Small Business SMS Rules and Best Practices

Our Engage product allows you to communicate directly with your customers through text messages.  Text messaging is an easy and efficient method to communicate and engage with your customers in a way convenient for them.  However, when not carefully executed, text messaging campaigns can create a poor customer experience and even risk liability. 


This document reflects accepted industry best practices, including the CTIA Messaging Principles and Best Practices, which, if followed, can help you provide a good customer experience.  These practices also can help you reduce the risk that your messaging campaign might be found to violate applicable law, including the Telephone Consumer Protection Act, or TCPA.  In that regard, please note that this document does not constitute or convey legal advice.  Also please note that this document reflects best practices as of May 2020, and legal requirements applicable to text messaging campaigns may continue to change over time.  You should consider obtaining legal and regulatory advice before undertaking a specific messaging campaign.

1.    Consent Is Key

You must have permission from your customer to send them a text message before doing so.  The type of consent you need varies based on the type of message:

  • Informational Messages: Informational messages are messages providing customers information that they requested.  For instance, if a customer signs up to learn when you will open your business after COVID-19 closures, sending a text about an opening date and hours is an informational message consistent with that customer’s consent.  For these messages, customers can give permission over text, on a form, on a website, or verbally.  Informational messages should never contain any advertising or promotional content, and never call on the customer to buy something, go somewhere, or otherwise take an action.
  • Promotional and Marketing Messages: Messages containing promotional or marketing content, such as coupons or alerts about special offers, require a heightened level of customer consent referred to as “express written consent.”  For these messages, customers should sign a form or check a box on your website explicitly consenting to receive automated marketing messages at the number they provide.  They also should be informed that their consent is not a condition of purchasing any property, goods, or services. 

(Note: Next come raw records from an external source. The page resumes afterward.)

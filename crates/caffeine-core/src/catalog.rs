//! Filtering over the drink catalog.
//!
//! The catalog itself is fetched elsewhere and handed in as plain
//! [`IntakeEvent`]s with no consumption time. Name matching is a
//! case-insensitive substring test.

use crate::intake::{Category, IntakeEvent};

/// Which slice of the catalog to show.
#[derive(Debug, Clone, PartialEq, Eq, Default)]
pub enum CatalogTab {
  /// Only drinks whose names appear in the given recent list.
  Recent(Vec<String>),
  #[default]
  All,
  Category(Category),
}

impl CatalogTab {
  fn admits(&self, drink: &IntakeEvent) -> bool {
    match self {
      Self::Recent(names) => names.iter().any(|n| *n == drink.name),
      Self::All => true,
      Self::Category(c) => drink.category.as_str().eq_ignore_ascii_case(c.as_str()),
    }
  }
}

/// A search query combined with a tab.
#[derive(Debug, Clone, Default)]
pub struct CatalogFilter {
  pub query: String,
  pub tab:   CatalogTab,
}

impl CatalogFilter {
  pub fn matches(&self, drink: &IntakeEvent) -> bool {
    name_contains(&drink.name, &self.query) && self.tab.admits(drink)
  }

  pub fn apply<'a>(&self, drinks: &'a [IntakeEvent]) -> Vec<&'a IntakeEvent> {
    drinks.iter().filter(|d| self.matches(d)).collect()
  }
}

fn name_contains(name: &str, query: &str) -> bool {
  name.to_lowercase().contains(&query.to_lowercase())
}

pub fn search<'a>(drinks: &'a [IntakeEvent], query: &str) -> Vec<&'a IntakeEvent> {
  CatalogFilter { query: query.to_owned(), tab: CatalogTab::All }.apply(drinks)
}

pub fn filter_by_category<'a>(
  drinks: &'a [IntakeEvent],
  category: &Category,
) -> Vec<&'a IntakeEvent> {
  CatalogFilter {
    query: String::new(),
    tab:   CatalogTab::Category(category.clone()),
  }
  .apply(drinks)
}

pub fn search_and_filter<'a>(
  drinks: &'a [IntakeEvent],
  query: &str,
  category: Option<&Category>,
) -> Vec<&'a IntakeEvent> {
  let tab = category.cloned().map_or(CatalogTab::All, CatalogTab::Category);
  CatalogFilter { query: query.to_owned(), tab }.apply(drinks)
}

/// Exact, case-insensitive lookup by drink name.
pub fn find_by_name<'a>(drinks: &'a [IntakeEvent], name: &str) -> Option<&'a IntakeEvent> {
  drinks.iter().find(|d| d.name.eq_ignore_ascii_case(name.trim()))
}

#[cfg(test)]
mod tests {
  use super::*;

  fn catalog() -> Vec<IntakeEvent> {
    vec![
      IntakeEvent::new("Costa Coffee Latte", Category::Coffee, 185, 150, "354"),
      IntakeEvent::new("Espresso", Category::Coffee, 64, 1, "30"),
      IntakeEvent::new("Green Tea", Category::Tea, 28, 0, "237"),
      IntakeEvent::new("Red Bull", Category::EnergyDrinks, 80, 110, "250"),
      IntakeEvent::new("Coca-Cola", Category::SoftDrinks, 34, 140, "355"),
    ]
  }

  fn names(drinks: Vec<&IntakeEvent>) -> Vec<&str> {
    drinks.into_iter().map(|d| d.name.as_str()).collect()
  }

  #[test]
  fn search_is_case_insensitive_substring() {
    let c = catalog();
    assert_eq!(names(search(&c, "costa coffee")), vec!["Costa Coffee Latte"]);
    assert_eq!(names(search(&c, "co")).len(), 2);
    assert_eq!(search(&c, "").len(), 5);
    assert!(search(&c, "NonExistentDrink").is_empty());
  }

  #[test]
  fn filter_by_category_keeps_only_that_category() {
    let c = catalog();
    let coffee = filter_by_category(&c, &Category::Coffee);
    assert_eq!(coffee.len(), 2);
    assert!(coffee.iter().all(|d| d.category == Category::Coffee));
  }

  #[test]
  fn search_and_filter_combines_both() {
    let c = catalog();
    assert_eq!(
      names(search_and_filter(&c, "espresso", Some(&Category::Coffee))),
      vec!["Espresso"]
    );
    assert!(search_and_filter(&c, "espresso", Some(&Category::Tea)).is_empty());
    assert_eq!(search_and_filter(&c, "", None).len(), 5);
  }

  #[test]
  fn recent_tab_uses_exact_names() {
    let c = catalog();
    let filter = CatalogFilter {
      query: String::new(),
      tab:   CatalogTab::Recent(vec!["Red Bull".into(), "Green".into()]),
    };
    assert_eq!(names(filter.apply(&c)), vec!["Red Bull"]);
  }

  #[test]
  fn find_by_name_ignores_case() {
    let c = catalog();
    assert_eq!(find_by_name(&c, " red bull").map(|d| d.caffeine_mg), Some(80));
    assert!(find_by_name(&c, "Red").is_none());
  }
}
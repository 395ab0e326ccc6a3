use std::path::Path;
use std::sync::Arc;
use std::time::Duration;

use tracing::info;

use nr_device::{
    Capabilities, Device, InferenceReport, IoKind, NetworkHandle, PmuConfig, PMU_EVENT_SLOTS,
};
use nr_model::{ModelFile, TensorInfo};
use nr_tensor::{HostBuffer, TensorView};

use crate::error::{InterpreterError, Result};

/// Deadline applied to `invoke` when the caller does not set one.
pub const DEFAULT_TIMEOUT: Duration = Duration::from_secs(60);

/// Construction-time knobs for an `Interpreter`.
#[derive(Debug, Clone)]
pub struct InterpreterOptions {
    /// Wall-clock deadline for a single `invoke`.
    pub timeout: Duration,
    /// Performance monitor events to count during each `invoke`.
    pub pmu_events: [u32; PMU_EVENT_SLOTS],
    /// Capture the cycle counter during each `invoke`.
    pub cycle_counter: bool,
}

impl Default for InterpreterOptions {
    fn default() -> Self {
        InterpreterOptions {
            timeout: DEFAULT_TIMEOUT,
            pmu_events: [0; PMU_EVENT_SLOTS],
            cycle_counter: false,
        }
    }
}

/// Runs a compiled model on a device.
///
/// The lifecycle is load, bind inputs, `invoke`, read outputs. Input and
/// output feature map buffers are allocated once at construction from the
/// model's descriptors and reused across runs. A run consumes its input
/// bindings, so every input must be set again before the next `invoke`.
pub struct Interpreter {
    device: Arc<dyn Device>,
    model: ModelFile,
    network: NetworkHandle,
    ifm: Vec<HostBuffer>,
    ifm_bound: Vec<bool>,
    ofm: Vec<HostBuffer>,
    /// Counters from the last completed run; `None` until an `invoke`
    /// succeeds, and cleared again the moment the next one starts.
    report: Option<InferenceReport>,
    timeout: Duration,
    pmu: PmuConfig,
}

impl std::fmt::Debug for Interpreter {
    fn fmt(&self, f: &mut std::fmt::Formatter<'_>) -> std::fmt::Result {
        f.debug_struct("Interpreter")
            .field("ifm_bound", &self.ifm_bound)
            .field("report", &self.report)
            .field("timeout", &self.timeout)
            .finish_non_exhaustive()
    }
}

impl Interpreter {
    /// Load a model and register it with `device`, using default options.
    pub fn from_file(device: Arc<dyn Device>, path: &Path) -> Result<Interpreter> {
        Self::with_options(device, path, InterpreterOptions::default())
    }

    /// Load a model and register it with `device`.
    ///
    /// Parses the container, uploads it to the device, and allocates one
    /// host buffer per input and output descriptor.
    pub fn with_options(
        device: Arc<dyn Device>,
        path: &Path,
        options: InterpreterOptions,
    ) -> Result<Interpreter> {
        let model = ModelFile::open(path)?;
        let network = device
            .register_network(model.bytes())
            .map_err(InterpreterError::Rejected)?;

        let ifm: Vec<HostBuffer> = model
            .input_info()
            .iter()
            .map(|info| HostBuffer::with_capacity(info.byte_size()))
            .collect();
        let ifm_bound = vec![false; ifm.len()];
        let ofm: Vec<HostBuffer> = model
            .output_info()
            .iter()
            .map(|info| HostBuffer::with_capacity(info.byte_size()))
            .collect();

        info!(
            path = %path.display(),
            device = device.name(),
            inputs = ifm.len(),
            outputs = ofm.len(),
            npu_ops = model.npu_op_count(),
            "loaded model"
        );

        Ok(Interpreter {
            device,
            model,
            network,
            ifm,
            ifm_bound,
            ofm,
            report: None,
            timeout: options.timeout,
            pmu: PmuConfig {
                events: options.pmu_events,
                cycle_counter: options.cycle_counter,
            },
        })
    }

    /// Descriptors for the model's input tensors.
    pub fn input_info(&self) -> &[TensorInfo] {
        self.model.input_info()
    }

    /// Descriptors for the model's output tensors.
    pub fn output_info(&self) -> &[TensorInfo] {
        self.model.output_info()
    }

    /// Hardware and driver capabilities reported by the device.
    pub fn device_capabilities(&self) -> Result<Capabilities> {
        Ok(self.device.capabilities()?)
    }

    /// Bind input data for the next `invoke`.
    ///
    /// The view must match the descriptor's element type and shape exactly;
    /// its bytes are copied into the input feature map buffer.
    pub fn set_input(&mut self, index: usize, view: &TensorView) -> Result<()> {
        let count = self.model.input_info().len();
        let info = self
            .model
            .input_info()
            .get(index)
            .ok_or(InterpreterError::IndexOutOfRange {
                kind: IoKind::Input,
                index,
                count,
            })?;
        if view.elem_type() != info.elem_type {
            return Err(InterpreterError::ElemTypeMismatch {
                index,
                expected: info.elem_type,
                got: view.elem_type(),
            });
        }
        if view.shape() != &info.shape {
            return Err(InterpreterError::ShapeMismatch {
                index,
                expected: info.shape.clone(),
                got: view.shape().clone(),
            });
        }
        self.ifm[index].write(view.bytes())?;
        self.ifm_bound[index] = true;
        Ok(())
    }

    /// Run one inference.
    ///
    /// Every input must have been set since the previous run. On success
    /// the outputs and counters become readable; on any failure they stay
    /// invalid until a later `invoke` succeeds.
    pub fn invoke(&mut self) -> Result<()> {
        // Starting a run invalidates whatever the previous one produced.
        self.report = None;

        if let Some(index) = self.ifm_bound.iter().position(|bound| !bound) {
            return Err(InterpreterError::InputNotSet { index });
        }

        let ifm_refs: Vec<&[u8]> = self.ifm.iter().map(|buf| buf.as_slice()).collect();
        let report = self.device.run_inference(
            self.network,
            &ifm_refs,
            &mut self.ofm,
            &self.pmu,
            self.timeout,
        )?;

        // The run consumed the bindings.
        for bound in &mut self.ifm_bound {
            *bound = false;
        }
        self.report = Some(report);
        Ok(())
    }

    /// Borrow an output of the last completed run as a typed view.
    pub fn output(&self, index: usize) -> Result<TensorView<'_>> {
        if self.report.is_none() {
            return Err(InterpreterError::NotInvoked);
        }
        let infos = self.model.output_info();
        let info = infos.get(index).ok_or(InterpreterError::IndexOutOfRange {
            kind: IoKind::Output,
            index,
            count: infos.len(),
        })?;
        let view = TensorView::new(
            info.elem_type,
            info.shape.clone(),
            info.quant,
            self.ofm[index].as_slice(),
        )?;
        Ok(view)
    }

    /// Event counts from the last completed run, slot for slot with the
    /// configured `pmu_events`. Unconfigured slots read as zero.
    pub fn pmu_counters(&self) -> Result<[u32; PMU_EVENT_SLOTS]> {
        self.report
            .map(|r| r.pmu_counters)
            .ok_or(InterpreterError::NotInvoked)
    }

    /// Cycle count from the last completed run, zero unless enabled.
    pub fn cycle_counter(&self) -> Result<u64> {
        self.report
            .map(|r| r.cycle_count)
            .ok_or(InterpreterError::NotInvoked)
    }
}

When you ask for your customer’s permission, you should be clear about why you need their number and the messages you plan to send.  You should also let the customer know whether you will send a one-time message or send messages more frequently.


2.    Document, Document, Document and Keep Your Messaging List Up to Date

Keeping careful records can help you avoid mistakes and protect you in the event of a dispute.  You should keep records of when you obtain consent for a particular number and what exactly that consent covered, including when you obtain verbal consent. 

You should always create your own list of numbers, rather than use a list that has been rented, sold, or shared.  And you should do your best to keep that list up to date and accurate – even when they had consent, businesses have faced liability for sending automated text messages to wrong numbers and numbers that changed hands.


3.    Stick to the Script

You should only send messages consistent with what the customer signed up for and expects.  For example, if you ask for permission to send texts about the hours for one particular store, you should not send text alerts about the hours for any other stores, even if affiliated.  You can make your requests for permission broad to give you some flexibility, but they should also be clear about their purpose and what they cover.  And you should never send promotional and marketing messages to customers that only asked for informational ones. 


4.    Make Sure Your Customers Know You and Recognize Your Messages

Any messages you send should be clear that they are coming from your business.  They also should be clear about the reason they are sent, and never include any misleading information.

Also, if you are planning to send regular messages to customers when they opt-in – as opposed to a one-time message – you should send an opt-in confirmation that includes information about (i) why you are sending them messages; (ii) how to contact you; (iii) how to opt out (e.g., by replying STOP); (iv) how often you plan to send the messages; and (v) any associated charges or fees.

5.    Listen for Your Customers’ Opt-Out Requests

When a customer asks you to stop sending messages, you should do so immediately.  The Engage platform automatically recognizes and alerts you about your customers’ requests to opt-out by text, but you should make sure you also are monitoring other communications channels, such as your email and through your website, for customers telling you they no longer want to receive your text messages.


6.    Keep it Safe and Secure

You should limit access to the Engage platform to those in your business that you trust and will be responsible for sending messages through the platform.  And you should make sure that the platform is never used to send messages that are deceptive, abusive, harmful, harassing, or otherwise unlawful.